Circulating activated and effector memory T cells are associated with calcification and clonal expansions in bicuspid and tricuspid valves of calcific aortic stenosis

We sought to delineate further the immunological significance of T lymphocytes infiltrating the valve leaflets in calcific aortic stenosis (CAS) and determine whether there were associated alterations in circulating T cells. Using clonotypic TCR β-chain length and sequence analysis we confirmed that the repertoire of tricuspid CAS valves contains numerous expanded T cell clones with varying degrees of additional polyclonality, which was greatest in cases with severe calcification. We now report a similar proportion of clonal expansions in the much younger bicuspid valve CAS cases. Peripheral blood flow cytometry revealed elevations in HLA-DR(+) activated CD8 cells and in the CD8(+)CD28(null)CD57(+) memory-effector subset that were significantly greater in both bicuspid and tricuspid CAS cases with more severe valve calcification. Lesser increases of CD4(+)CD28(null) T cells were identified, principally in cases with concurrent atherosclerotic disease. Upon immunostaining the CD8 T cells in all valves were mainly CD28(null), and CD8 T cell percentages were greatest in valves with oligoclonal repertoires.
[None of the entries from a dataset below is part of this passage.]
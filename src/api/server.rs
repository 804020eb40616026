//! API server
//!
//! Server setup: shared state, middleware stack, graceful shutdown.

use super::{middleware::{create_cors_layer, request_id_middleware}, routes::create_router};
use crate::config::EngineConfig;
use crate::identity::IdentityService;
use crate::ledger::Ledger;
use crate::metrics::EngineMetrics;
use crate::payment::PaymentGateway;
use crate::settlement::SettlementCoordinator;
use std::{net::SocketAddr, sync::Arc, time::Instant};
use tokio::signal;
use tower_http::{timeout::TimeoutLayer, trace::TraceLayer};
use tracing::info;

/// Shared application state
pub struct AppState {
    pub coordinator: Arc<SettlementCoordinator>,
    pub ledger: Arc<dyn Ledger>,
    pub identity: Arc<IdentityService>,
    pub gateway: Arc<dyn PaymentGateway>,
    pub metrics: Arc<EngineMetrics>,
    pub engine_id: String,
    pub network: String,
    pub version: String,
    pub coordinator_public_key: String,
    pub enable_metrics: bool,
    pub started_at: Instant,
}

/// HTTP/WS front end over the settlement engine
pub struct ApiServer {
    config: EngineConfig,
    state: Arc<AppState>,
}

impl ApiServer {
    pub fn new(config: EngineConfig, state: Arc<AppState>) -> Self {
        Self { config, state }
    }

    /// Start the API server and block until shutdown.
    pub async fn run(self) -> Result<(), Box<dyn std::error::Error>> {
        let addr = self.socket_addr()?;
        let app = self.create_app();

        info!("Starting croupier settlement API");
        self.log_server_info();

        let listener = tokio::net::TcpListener::bind(addr).await?;
        info!("Listening on http://{}", addr);

        axum::serve(listener, app)
            .with_graceful_shutdown(shutdown_signal())
            .await?;

        info!("API server stopped gracefully");
        Ok(())
    }

    /// Application with the full middleware stack
    fn create_app(&self) -> axum::Router {
        create_router(self.state.clone())
            // Request ID middleware (first for tracing)
            .layer(axum::middleware::from_fn(request_id_middleware))
            // CORS layer (before timeout to handle preflight)
            .layer(create_cors_layer(self.config.server.allowed_origins.clone()))
            // Timeout layer
            .layer(TimeoutLayer::new(self.config.request_timeout()))
            // Tracing layer (last for complete request tracing)
            .layer(TraceLayer::new_for_http())
    }

    fn socket_addr(&self) -> Result<SocketAddr, Box<dyn std::error::Error>> {
        Ok(SocketAddr::from((
            self.config.server.host.parse::<std::net::IpAddr>()?,
            self.config.server.port,
        )))
    }

    fn log_server_info(&self) {
        info!("Server configuration:");
        info!("   Engine ID: {}", self.config.server.engine_id);
        info!("   Network: {}", self.config.server.network);
        info!("   Version: {}", self.state.version);
        info!("   CORS: {:?}", self.config.server.allowed_origins);
        info!("   Request timeout: {}s", self.config.server.request_timeout_secs);
        info!(
            "   Table limits: {} - {} micros",
            self.config.tables.min_stake_micros, self.config.tables.max_stake_micros
        );
        info!("   VRF public key: {}", self.state.coordinator_public_key);
        info!("Available endpoints:");
        info!("   GET  /health               - Health check");
        info!("   GET  /status               - Engine status");
        info!("   POST /api/bet/:game        - Settle a single-shot wager");
        info!("   POST /api/mines/*          - Mines round flow");
        info!("   GET  /api/feed             - Live bet feed");
        info!("   GET  /ws/feed, /ws/balance - Realtime subscriptions");
    }
}

/// Wait for shutdown signal
async fn shutdown_signal() {
    let ctrl_c = async {
        signal::ctrl_c()
            .await
            .expect("failed to install Ctrl+C handler");
    };

    #[cfg(unix)]
    let terminate = async {
        signal::unix::signal(signal::unix::SignalKind::terminate())
            .expect("failed to install signal handler")
            .recv()
            .await;
    };

    #[cfg(not(unix))]
    let terminate = std::future::pending::<()>();

    tokio::select! {
        _ = ctrl_c => {
            info!("Received Ctrl+C signal");
        },
        _ = terminate => {
            info!("Received terminate signal");
        },
    }
}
T cell clones identified by their clonotypic sequence as expanded in the valve were also found expanded in the circulating blood CD28(null)CD8(+) T cells and to a lesser degree in the CD8(+)CD28(+) subset, directly supporting the relationship between immunologic events in the blood and the valve. The results suggest that an ongoing systemic adaptive immune response is occurring in cases with bicuspid and tricuspid CAS, involving circulating CD8 T cell activation, clonal expansion, and differentiation to a memory-effector phenotype, with trafficking of T cells in expanded clones between blood and the valve.